(ASSIGNMENT): Reprint all entries without any alteration.

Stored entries
------------------------------

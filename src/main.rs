use anyhow::{Context, Result};
use clap::{Parser, Subcommand};
use log::info;
use sprite_animator::engine::assets::{SheetStore, SlicePolicy, SpriteSheet};
use sprite_animator::engine::debug::{describe_grid, FrameGridOverlay};
use sprite_animator::game::characters::CharacterConfig;
use std::path::{Path, PathBuf};

/// Sprite sheet inspection and animation playback
#[derive(Parser)]
#[command(version, about = "Inspect sprite sheets and dry-run character animations")]
struct Cli {
    #[command(subcommand)]
    command: Command,
}

#[derive(Subcommand)]
enum Command {
    /// Write a copy of a sheet with frame outlines and 1-based frame numbers
    Grid {
        /// Sprite sheet image
        sheet: PathBuf,
        #[arg(long, value_name = "PIXELS")]
        frame_width: u32,
        #[arg(long, value_name = "PIXELS")]
        frame_height: u32,
        /// Ignore partial frames at the right and bottom edges
        #[arg(long)]
        truncate: bool,
        /// Output image (default: <sheet>_grid.png next to the sheet)
        #[arg(long, value_name = "PATH")]
        out: Option<PathBuf>,
    },

    /// Build a character from a JSON definition and print one line per tick
    Simulate {
        /// Character definition; sheet paths are relative to its directory
        config: PathBuf,
        /// Clip to play (default: the definition's `play` clip)
        #[arg(long)]
        clip: Option<String>,
        #[arg(long, default_value_t = 60)]
        ticks: u32,
        /// Horizontal movement applied before every tick
        #[arg(long, default_value_t = 0.0, allow_negative_numbers = true)]
        dx: f32,
    },
}

fn default_grid_path(sheet: &Path) -> PathBuf {
    let stem = sheet
        .file_stem()
        .map(|stem| stem.to_string_lossy().into_owned())
        .unwrap_or_else(|| "sheet".to_string());
    sheet.with_file_name(format!("{}_grid.png", stem))
}

fn grid(
    sheet_path: &Path,
    frame_width: u32,
    frame_height: u32,
    truncate: bool,
    out: Option<PathBuf>,
) -> Result<()> {
    let policy = if truncate {
        SlicePolicy::Truncate
    } else {
        SlicePolicy::Strict
    };
    let sheet = SpriteSheet::open(sheet_path, frame_width, frame_height, policy)?;

    let canvas = FrameGridOverlay::for_sheet(&sheet).render(&sheet);
    let out = out.unwrap_or_else(|| default_grid_path(sheet_path));
    canvas
        .save(&out)
        .with_context(|| format!("Failed to write {}", out.display()))?;
    info!("Frame grid written to {}", out.display());

    println!("{}", describe_grid(sheet.frames()));
    Ok(())
}

fn simulate(config_path: &Path, clip: Option<String>, ticks: u32, dx: f32) -> Result<()> {
    let config = CharacterConfig::load(config_path)?;
    let base = config_path.parent().unwrap_or_else(|| Path::new("."));
    let mut store = SheetStore::new(base, false);
    let mut character = config.build(&mut store)?;

    if let Some(name) = clip {
        character.play(&name)?;
    }
    anyhow::ensure!(
        character.current_animation().is_some(),
        "Nothing to play: pass --clip or set `play` in {}",
        config_path.display()
    );

    for tick in 1..=ticks {
        if dx != 0.0 {
            character.move_by(dx, 0.0);
        }
        character.update();

        println!(
            "{:>5}  {:<16} frame {:>3}  {:<5}  {:?}",
            tick,
            character.current_animation().unwrap_or("-"),
            character.current_frame().unwrap_or(0),
            character.facing().suffix(),
            character.status(),
        );
    }

    Ok(())
}

fn main() -> Result<()> {
    // Initialize logger
    env_logger::Builder::from_default_env()
        .filter_level(log::LevelFilter::Info)
        .init();

    let cli = Cli::parse();

    match cli.command {
        Command::Grid {
            sheet,
            frame_width,
            frame_height,
            truncate,
            out,
        } => grid(&sheet, frame_width, frame_height, truncate, out),
        Command::Simulate {
            config,
            clip,
            ticks,
            dx,
        } => simulate(&config, clip, ticks, dx),
    }
}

------------------------------

(EXERCISE SOLUTION):
filename src/main.rs
use anyhow::{Context, Result};
use clap::{Parser, Subcommand};
use log::info;
use sprite_animator::engine::assets::{SheetStore, SlicePolicy, SpriteSheet};
use sprite_animator::engine::debug::{describe_grid, FrameGridOverlay};
use sprite_animator::game::characters::CharacterConfig;
use std::path::{Path, PathBuf};

/// Sprite sheet inspection and animation playback
#[derive(Parser)]
#[command(version, about = "Inspect sprite sheets and dry-run character animations")]
struct Cli {
    #[command(subcommand)]
    command: Command,
}

#[derive(Subcommand)]
enum Command {
    /// Write a copy of a sheet with frame outlines and 1-based frame numbers
    Grid {
        /// Sprite sheet image
        sheet: PathBuf,
        #[arg(long, value_name = "PIXELS")]
        frame_width: u32,
        #[arg(long, value_name = "PIXELS")]
        frame_height: u32,
        /// Ignore partial frames at the right and bottom edges
        #[arg(long)]
        truncate: bool,
        /// Output image (default: <sheet>_grid.png next to the sheet)
        #[arg(long, value_name = "PATH")]
        out: Option<PathBuf>,
    },

    /// Build a character from a JSON definition and print one line per tick
    Simulate {
        /// Character definition; sheet paths are relative to its directory
        config: PathBuf,
        /// Clip to play (default: the definition's `play` clip)
        #[arg(long)]
        clip: Option<String>,
        #[arg(long, default_value_t = 60)]
        ticks: u32,
        /// Horizontal movement applied before every tick
        #[arg(long, default_value_t = 0.0, allow_negative_numbers = true)]
        dx: f32,
    },
}

fn default_grid_path(sheet: &Path) -> PathBuf {
    let stem = sheet
        .file_stem()
        .map(|stem| stem.to_string_lossy().into_owned())
        .unwrap_or_else(|| "sheet".to_string());
    sheet.with_file_name(format!("{}_grid.png", stem))
}

fn grid(
    sheet_path: &Path,
    frame_width: u32,
    frame_height: u32,
    truncate: bool,
    out: Option<PathBuf>,
) -> Result<()> {
    let policy = if truncate {
        SlicePolicy::Truncate
    } else {
        SlicePolicy::Strict
    };
    let sheet = SpriteSheet::open(sheet_path, frame_width, frame_height, policy)?;

    let canvas = FrameGridOverlay::for_sheet(&sheet).render(&sheet);
    let out = out.unwrap_or_else(|| default_grid_path(sheet_path));
    canvas
        .save(&out)
        .with_context(|| format!("Failed to write {}", out.display()))?;
    info!("Frame grid written to {}", out.display());

    println!("{}", describe_grid(sheet.frames()));
    Ok(())
}

fn simulate(config_path: &Path, clip: Option<String>, ticks: u32, dx: f32) -> Result<()> {
    let config = CharacterConfig::load(config_path)?;
    let base = config_path.parent().unwrap_or_else(|| Path::new("."));
    let mut store = SheetStore::new(base, false);
    let mut character = config.build(&mut store)?;

    if let Some(name) = clip {
        character.play(&name)?;
    }
    anyhow::ensure!(
        character.current_animation().is_some(),
        "Nothing to play: pass --clip or set `play` in {}",
        config_path.display()
    );

    for tick in 1..=ticks {
        if dx != 0.0 {
            character.move_by(dx, 0.0);
        }
        character.update();

        println!(
            "{:>5}  {:<16} frame {:>3}  {:<5}  {:?}",
            tick,
            character.current_animation().unwrap_or("-"),
            character.current_frame().unwrap_or(0),
            character.facing().suffix(),
            character.status(),
        );
    }

    Ok(())
}

fn main() -> Result<()> {
    // Initialize logger
    env_logger::Builder::from_default_env()
        .filter_level(log::LevelFilter::Info)
        .init();

    let cli = Cli::parse();

    match cli.command {
        Command::Grid {
            sheet,
            frame_width,
            frame_height,
            truncate,
            out,
        } => grid(&sheet, frame_width, frame_height, truncate, out),
        Command::Simulate {
            config,
            clip,
            ticks,
            dx,
        } => simulate(&config, clip, ticks, dx),
    }
}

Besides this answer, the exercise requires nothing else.